Pakistan must begin to understand clearly that no developed country has industrialized without protection and government support of critical industries, and additionally, more importantly, that all those developing countries which have conceded to the demands of IMF, WB, and WTO, by throwing their economies open to international markets have only sunk deeper and deeper into vicious cycles of poverty and debt. Simply put it: we must stop borrowing loans and find practical ways to solve our economic crisis.
“Make no mistake. Global corporations are in Pakistan for one reason – to extract as much wealth as possible, as quickly as possible, and move on to another country as soon as a better opportunity presents itself. In the meantime they will buy politicians and government officials to get exceptions from taxes, labor standards, and environmental regulations.
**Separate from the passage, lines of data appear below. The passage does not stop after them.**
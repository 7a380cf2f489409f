//! Handler for flavors with no follow-up action yet.

use async_trait::async_trait;
use notifier::{Flavor, RelayError};

use super::{FlavorHandler, HandlerContext};

/// Logs the build status, request record and provisioning state, then returns.
///
/// Used for alpha-fold, genomics (Cromwell and dsub) and silicon design.
#[derive(Debug, Clone, Copy)]
pub struct LoggingHandler {
    flavor: Flavor,
}

impl LoggingHandler {
    /// Creates a handler that logs on behalf of `flavor`.
    pub fn new(flavor: Flavor) -> Self {
        Self { flavor }
    }
}

#[async_trait]
impl FlavorHandler for LoggingHandler {
    async fn handle(&self, ctx: &HandlerContext<'_>) -> Result<(), RelayError> {
        tracing::info!(
            flavor = %self.flavor,
            build_status = %ctx.build_status,
            request_id = %ctx.request_id,
            request_exists = ctx.request.exists(),
            request = ?ctx.request.fields,
            provisioning_state = %ctx.state.as_value(),
            "No follow-up action for flavor"
        );
        Ok(())
    }
}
They will strongly resist unionization by whatever means and seek to keep wages and benefits low.”
David C. Korten, has over thirty-five years of experience in preeminent business, academic, and international development institutions.
1This figure gives the total public and private debt owned to nonresidents repayable in foreign currency, goods or services; This figure when divided by population count, comes approx to Rs. 28,000/person i.e. every Pakistani is in debt of this amount to IMF and WorldBank
214.22% increase in Debt was recorded in 2006
3The decision has been sensibly reversed by the Supreme Court of Pakistan
4A ‘free trade zone’ means that goods can cross the border in either direction without tariffs or taxes of any kind.